[xsd-users] import, include, namespaces, restriction and schema versioning

Thu Aug 20 12:34:59 EDT 2009

Hi Eric,

Eric Niebler <eric at boostpro.com> writes:

> Right. Once we detect a missing element on read, we'll programmatically  
> fill in a default. That will happen in our serialization routines.

Is it going to be done as a reaction to a validation during serialization
error or proactively before the validation?

> > If all you need is more strict write validation (there is actually
> > not support for validation during writing in C++/Tree so you will
> > need to re-parse the XML to detect any errors)
>
> This surprises me. If I write a schema that enforces that a particular  
> sequence have 3 or more elements, and I only insert 2 elements into the  
> sequence, you're saying that this schema violation won't be detected on  
> write, but only when reading the instance document back in?

Yes, that's what will happen by default. If you need validation on
serialization, the only way to get it with C++/Tree is to re-parse
the resulting document after serialization. For example, serialize
it into a memory buffer if it is not very big, re-parse it (perhaps
using SAX2 for speed), and, if everything is ok, write the memory
buffer to a file, etc.

On the surface validation during serialization often seem like a good
idea. However, once you start thinking about what to do in case of
an error, its usefulness becomes questionable, except, maybe, for
debugging, in which case the re-parsing approach works just fine.
For more information see the following post. It is about in-memory
validation but a lot of questions raised there also apply to
validation during serialization:

http://www.codesynthesis.com/pipermail/xsd-users/2008-January/001443.html

> > Then you can convert this schema to get a "write version" by adjusting
> > minOccurs for elements with the writeRequired attribute. In fact, you
> > don't even need to have two files: you can process this schema on-the-fly
> > with a simple DOM function, serialize the result to an in-memory buffer
> > and then load it into a grammar cache to be used by Xerces-C++ for  
> > validation.
>
> Interesting suggestion! What do you mean by a "simple DOM function"? Is  
> this something simpler than a full-blown XSLT transform?

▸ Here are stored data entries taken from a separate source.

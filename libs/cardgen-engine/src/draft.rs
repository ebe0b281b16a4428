//! Local draft persistence.
//!
//! A thin key-value wrapper over SQLite storing the in-progress source
//! text under one well-known key, so a crash or reload never loses pasted
//! input. All operations are best-effort from the pipeline's point of
//! view: failures are logged by the caller and never interrupt the flow.

use chrono::Utc;
use rusqlite::{params, Connection, OptionalExtension};
use std::path::{Path, PathBuf};
use thiserror::Error;

/// The single well-known key the source-text draft lives under.
pub const DRAFT_KEY: &str = "cardgen:source-draft";

/// Draft store errors.
#[derive(Debug, Error)]
pub enum DraftError {
    #[error("sqlite error: {0}")]
    Sqlite(#[from] rusqlite::Error),

    #[error("io error: {0}")]
    Io(#[from] std::io::Error),
}

type Result<T> = std::result::Result<T, DraftError>;

/// Key-value store for source-text drafts.
pub struct DraftStore {
    conn: Connection,
}

impl DraftStore {
    /// Open (and initialize) a store at the given path.
    pub fn open(path: &Path) -> Result<Self> {
        if let Some(parent) = path.parent() {
            std::fs::create_dir_all(parent)?;
        }
        let conn = Connection::open(path)?;
        Self::init(conn)
    }

    /// Open the store at the default location under the local data dir.
    pub fn open_default() -> Result<Self> {
        Self::open(&default_db_path())
    }

    /// In-memory store for tests.
    pub fn in_memory() -> Result<Self> {
        Self::init(Connection::open_in_memory()?)
    }

    fn init(conn: Connection) -> Result<Self> {
        conn.execute(
            "CREATE TABLE IF NOT EXISTS drafts (
                key TEXT PRIMARY KEY,
                value TEXT NOT NULL,
                updated_at TEXT NOT NULL
            )",
            [],
        )?;
        Ok(Self { conn })
    }

    /// Write the draft, or delete it when the text is blank after trimming.
    pub fn save(&self, text: &str) -> Result<()> {
        if text.trim().is_empty() {
            return self.clear();
        }
        self.conn.execute(
            "INSERT INTO drafts (key, value, updated_at) VALUES (?1, ?2, ?3)
             ON CONFLICT(key) DO UPDATE SET value = ?2, updated_at = ?3",
            params![DRAFT_KEY, text, Utc::now().to_rfc3339()],
        )?;
        Ok(())
    }

    /// Read the draft. Absence and read errors both yield `None`.
    pub fn load(&self) -> Option<String> {
        let result = self
            .conn
            .query_row(
                "SELECT value FROM drafts WHERE key = ?1",
                params![DRAFT_KEY],
                |row| row.get(0),
            )
            .optional();

        match result {
            Ok(value) => value,
            Err(err) => {
                tracing::warn!(error = %err, "failed to load draft");
                None
            }
        }
    }

    /// Delete the draft.
    pub fn clear(&self) -> Result<()> {
        self.conn
            .execute("DELETE FROM drafts WHERE key = ?1", params![DRAFT_KEY])?;
        Ok(())
    }
}

fn default_db_path() -> PathBuf {
    dirs::data_local_dir()
        .unwrap_or_else(|| PathBuf::from("."))
        .join("cardgen")
        .join("drafts.db")
}

#[cfg(test)]
mod tests {
    use super::*;
    use pretty_assertions::assert_eq;

    #[test]
    fn save_then_load_round_trips() {
        let store = DraftStore::in_memory().unwrap();
        assert_eq!(store.load(), None);

        store.save("half-finished notes").unwrap();
        assert_eq!(store.load().as_deref(), Some("half-finished notes"));
    }

    #[test]
    fn save_overwrites_previous_draft() {
        let store = DraftStore::in_memory().unwrap();
        store.save("first").unwrap();
        store.save("second").unwrap();
        assert_eq!(store.load().as_deref(), Some("second"));
    }

    #[test]
    fn blank_text_deletes_the_draft() {
        let store = DraftStore::in_memory().unwrap();
        store.save("something").unwrap();
        store.save("   \n  ").unwrap();
        assert_eq!(store.load(), None);
    }

    #[test]
    fn clear_removes_the_draft() {
        let store = DraftStore::in_memory().unwrap();
        store.save("something").unwrap();
        store.clear().unwrap();
        assert_eq!(store.load(), None);
        // Clearing an absent draft is fine.
        store.clear().unwrap();
    }
}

By simple DOM function I mean a function in your program that will load
the schema as a DOM tree, find all the elements with the writeRequired
attribute, change their minOccurs to 1, and serialize the modified DOM
tree into a memory buffer. This memory buffer can then be passed
directly to loadGrammar().

Full-blown XSLT will also work and is probably simpler and quicker
to implement (especially if you have multiple schema files connected
via include/import). But the DOM approach is tidier since you don't
need to carry two sets of schemas with your application.

> I looked into default values for schema elements but support in XML  
> Schema is very weak. The element type must be primitive or a simpleType,  
> IIRC. And the behavior of CodeSynth XSD wasn't appropriate. Empty  
> elements are handled differently than missing elements, which differs  
> from how defaulted attributes are handled. I don't understand the  
> reasoning here, but it seems to make default values for elements useless  
> for versioning. Please correct me if I'm wrong.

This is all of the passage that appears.